Bennett, who is a jazz bass player now living in Sausalito, California, says all his gigs have been cancelled since eateries are shuttered. He worries about how businesses will survive, but otherwise feels he is safe with family and friends and his music.
With plenty of time to sit around and think, he says today’s coronavirus situation — which now has his and many other area Bay Area counties on lockdown — has jogged memories of his polio-filled youth.
“All this wondering about what to avoid is so familiar,” he says. “I guess maybe in some ways we’re waiting for the equivalent of Salk’s vaccine. That hit us all like an atomic explosion. Science won.”
Science indeed beat polio in 1955. The victor was Salk, then 39, who had undertaken the challenge to find a cure some seven years earlier while at the University of Pittsburgh School of Medicine, an effort sponsored by what became known as the March of Dimes.
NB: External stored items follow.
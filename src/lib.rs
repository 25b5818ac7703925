//! Code execution relay: forwards snippets to a remote sandbox, falls back to a
//! restricted local `python3` child process for Python, and logs every attempt.

pub mod capabilities;
pub mod config;
pub mod error;
pub mod fallback;
pub mod http_server;
pub mod language;
pub mod orchestrator;
pub mod sandbox;
pub mod state;
pub mod store;
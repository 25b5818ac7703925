//! Client for the remote sandbox-as-a-service provider.

use std::time::Duration;

use async_trait::async_trait;
use reqwest::{Client, Response};
use serde::{Deserialize, Serialize};
use serde_json::json;
use tracing::{debug, info, warn};

use crate::error::SandboxError;

pub const DEFAULT_API_URL: &str = "https://app.daytona.io/api";
pub const DEFAULT_IMAGE: &str = "python:3.9";

/// Seconds the provider lets a sandbox or process live.
pub const PROVIDER_TIMEOUT_SECS: u64 = 30;

const REQUEST_TIMEOUT: Duration = Duration::from_secs(PROVIDER_TIMEOUT_SECS + 30);

/// Output of a remote run.
#[derive(Debug, Clone, PartialEq, Serialize)]
pub struct RemoteOutput {
    pub output: String,
    pub error: Option<String>,
}

#[async_trait]
pub trait SandboxClient: Send + Sync {
    /// Provisions a sandbox, runs `code` as Python, and tears the sandbox down.
    async fn run_remote(&self, code: &str) -> Result<RemoteOutput, SandboxError>;
}

#[derive(Debug, Clone)]
pub struct DaytonaConfig {
    pub api_key: String,
    pub api_url: String,
    pub image: String,
}

impl DaytonaConfig {
    pub fn new(api_key: impl Into<String>) -> Self {
        Self {
            api_key: api_key.into(),
            api_url: DEFAULT_API_URL.to_string(),
            image: DEFAULT_IMAGE.to_string(),
        }
    }
}

pub struct DaytonaClient {
    client: Client,
    config: DaytonaConfig,
}

#[derive(Debug, Deserialize)]
struct CreatedSandbox {
    id: String,
}

#[derive(Debug, Deserialize)]
struct ProcessResponse {
    #[serde(rename = "exitCode", default)]
    exit_code: i64,
    #[serde(alias = "result", default)]
    stdout: String,
    #[serde(default)]
    stderr: String,
}

impl ProcessResponse {
    fn into_output(self) -> RemoteOutput {
        if self.exit_code == 0 {
            return RemoteOutput {
                output: self.stdout,
                error: None,
            };
        }
        let error = if self.stderr.is_empty() {
            format!("Process exited with code {}", self.exit_code)
        } else {
            self.stderr
        };
        RemoteOutput {
            output: self.stdout,
            error: Some(error),
        }
    }
}

impl DaytonaClient {
    pub fn new(mut config: DaytonaConfig) -> Result<Self, SandboxError> {
        config.api_url = config.api_url.trim_end_matches('/').to_string();
        let client = Client::builder().timeout(REQUEST_TIMEOUT).build()?;
        Ok(Self { client, config })
    }

    async fn create_sandbox(&self) -> Result<SandboxLease, SandboxError> {
        let name = sandbox_name();
        let response = self
            .client
            .post(format!("{}/sandbox", self.config.api_url))
            .bearer_auth(&self.config.api_key)
            .json(&json!({
                "name": name,
                "image": self.config.image,
                "timeout": PROVIDER_TIMEOUT_SECS,
            }))
            .send()
            .await?;
        let created: CreatedSandbox = ensure_success(response, "create sandbox")
            .await?
            .json()
            .await?;

        info!(sandbox_id = %created.id, %name, "Remote sandbox created");
        Ok(SandboxLease {
            client: self.client.clone(),
            api_url: self.config.api_url.clone(),
            api_key: self.config.api_key.clone(),
            id: created.id,
            released: false,
        })
    }

    async fn execute_in(
        &self,
        lease: &SandboxLease,
        code: &str,
    ) -> Result<ProcessResponse, SandboxError> {
        let response = self
            .client
            .post(format!(
                "{}/toolbox/{}/toolbox/process/execute",
                self.config.api_url, lease.id
            ))
            .bearer_auth(&self.config.api_key)
            .json(&json!({
                "command": python_command(code),
                "timeout": PROVIDER_TIMEOUT_SECS,
            }))
            .send()
            .await?;
        let process: ProcessResponse = ensure_success(response, "execute code")
            .await?
            .json()
            .await?;

        debug!(sandbox_id = %lease.id, exit_code = process.exit_code, "Remote process finished");
        Ok(process)
    }
}

#[async_trait]
impl SandboxClient for DaytonaClient {
    async fn run_remote(&self, code: &str) -> Result<RemoteOutput, SandboxError> {
        let lease = self.create_sandbox().await?;
        let result = self.execute_in(&lease, code).await;
        lease.release().await;
        Ok(result?.into_output())
    }
}

/// A provisioned sandbox that must be deleted.
///
/// Call [`SandboxLease::release`] once done. A lease dropped without release
/// (a cancelled request, a panic) spawns the teardown onto the runtime instead.
pub struct SandboxLease {
    client: Client,
    api_url: String,
    api_key: String,
    id: String,
    released: bool,
}

impl SandboxLease {
    /// Deletes the sandbox. If this future is dropped before the delete
    /// completes, `Drop` still schedules the teardown.
    pub async fn release(mut self) {
        let deleted = delete_sandbox(&self.client, &self.api_url, &self.api_key, &self.id).await;
        self.released = true;
        if let Err(e) = deleted {
            warn!(sandbox_id = %self.id, error = %e, "Failed to delete remote sandbox");
        }
    }
}

impl Drop for SandboxLease {
    fn drop(&mut self) {
        if self.released {
            return;
        }
        let Ok(handle) = tokio::runtime::Handle::try_current() else {
            warn!(sandbox_id = %self.id, "No runtime to delete remote sandbox; it will expire");
            return;
        };
        let client = self.client.clone();
        let api_url = std::mem::take(&mut self.api_url);
        let api_key = std::mem::take(&mut self.api_key);
        let id = std::mem::take(&mut self.id);
        handle.spawn(async move {
            if let Err(e) = delete_sandbox(&client, &api_url, &api_key, &id).await {
                warn!(sandbox_id = %id, error = %e, "Failed to delete abandoned remote sandbox");
            }
        });
    }
}

async fn delete_sandbox(
    client: &Client,
    api_url: &str,
    api_key: &str,
    id: &str,
) -> Result<(), SandboxError> {
    let response = client
        .delete(format!("{}/sandbox/{}", api_url, id))
        .bearer_auth(api_key)
        .send()
        .await?;
    ensure_success(response, "delete sandbox").await?;
    info!(sandbox_id = %id, "Remote sandbox deleted");
    Ok(())
}

async fn ensure_success(response: Response, operation: &'static str) -> Result<Response, SandboxError> {
    let status = response.status();
    if status.is_success() {
        return Ok(response);
    }
    let body = response.text().await.unwrap_or_default();
    Err(SandboxError::Status {
        operation,
        status: status.as_u16(),
        body,
    })
}

fn sandbox_name() -> String {
    let id = uuid::Uuid::new_v4().simple().to_string();
    format!("python-execution-{}", &id[..8])
}

/// Shell command running `code` with `python3 -c`, single-quoted.
fn python_command(code: &str) -> String {
    format!("python3 -c '{}'", code.replace('\'', "'\\''"))
}
//! exec-relay - code execution relay with HTTP API.
//!
//! Usage:
//!   exec-relay serve [--port 8001]                  # Start HTTP server
//!   exec-relay run <file> [--local-timeout-secs N]  # Run a script through the local interpreter

use std::path::Path;
use std::process::exit;
use std::sync::Arc;

use clap::Parser;
use tracing::{error, info, warn};
use tracing_subscriber::EnvFilter;

use exec_relay::config::{Cli, Commands, LocalArgs, ServeArgs};
use exec_relay::http_server;
use exec_relay::orchestrator::Orchestrator;
use exec_relay::sandbox::{DaytonaClient, SandboxClient};
use exec_relay::state::AppState;
use exec_relay::store::{RecordStore, SqliteStore};

#[tokio::main]
async fn main() {
    dotenvy::dotenv().ok();

    tracing_subscriber::fmt()
        .with_env_filter(
            EnvFilter::try_from_default_env().unwrap_or_else(|_| EnvFilter::new("info")),
        )
        .init();

    let cli = Cli::parse();

    let code = match cli.command {
        Commands::Serve(args) => serve(args).await,
        Commands::Run { file, local } => run_file(&file, &local).await,
    };
    exit(code);
}

async fn serve(args: ServeArgs) -> i32 {
    let store = match SqliteStore::connect(&args.database_url, &args.db_name).await {
        Ok(store) => Arc::new(store),
        Err(e) => {
            error!(error = %e, "Failed to open record store");
            return 1;
        }
    };

    let remote: Option<Arc<dyn SandboxClient>> = match args.daytona_config() {
        Some(config) => match DaytonaClient::new(config) {
            Ok(client) => {
                info!(api_url = %args.daytona_api_url, "Remote sandbox enabled");
                Some(Arc::new(client) as Arc<dyn SandboxClient>)
            }
            Err(e) => {
                error!(error = %e, "Failed to build remote sandbox client");
                return 1;
            }
        },
        None => {
            warn!("DAYTONA_API_KEY not set; Python runs on the local fallback only");
            None
        }
    };

    let local = args.local.executor();
    let allowed: Vec<&str> = local.capabilities().builtins().map(|b| b.name()).collect();
    info!(
        python = %args.local.local_python.display(),
        builtins = ?allowed,
        timeout_secs = args.local.local_timeout_secs,
        memory_mib = args.local.local_memory_mib,
        "Local fallback ready"
    );
    let orchestrator = Orchestrator::new(store.clone(), remote, local);
    let state = AppState::new(store.clone(), orchestrator);

    let result = http_server::run_server(args.port, state, shutdown_signal()).await;
    store.close().await;

    match result {
        Ok(()) => {
            info!("Server stopped");
            0
        }
        Err(e) => {
            error!(error = %e, "HTTP server failed");
            1
        }
    }
}

async fn run_file(path: &Path, local: &LocalArgs) -> i32 {
    let code = match tokio::fs::read_to_string(path).await {
        Ok(code) => code,
        Err(e) => {
            eprintln!("Error: cannot read {}: {}", path.display(), e);
            return 1;
        }
    };

    let outcome = local.executor().run(&code).await;
    print!("{}", outcome.output);
    match outcome.error {
        Some(message) => {
            eprintln!("{}", message);
            1
        }
        None => 0,
    }
}

async fn shutdown_signal() {
    if let Err(e) = tokio::signal::ctrl_c().await {
        error!(error = %e, "Failed to listen for shutdown signal");
        std::future::pending::<()>().await;
    }
    info!("Shutdown signal received");
}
In a White House ceremony where Salk received the Congressional Gold Medal, an emotional President Dwight D. Eisenhower said simply, “I have no words to thank you.”
That same triumphant moment may well come for the scientists who find a vaccine for COVID-19, giving people across generations and the world a reprieve from this global pandemic.
But, cautions historian and polio-era survivor Oshinsky, the time to celebrate won’t last long.
“The problem is that nature is always one step ahead of us,” he says. “The next virus is lurking in a bat cave or a pig farm somewhere out there. There will always be that next one, and this time we’ll have to be more prepared.”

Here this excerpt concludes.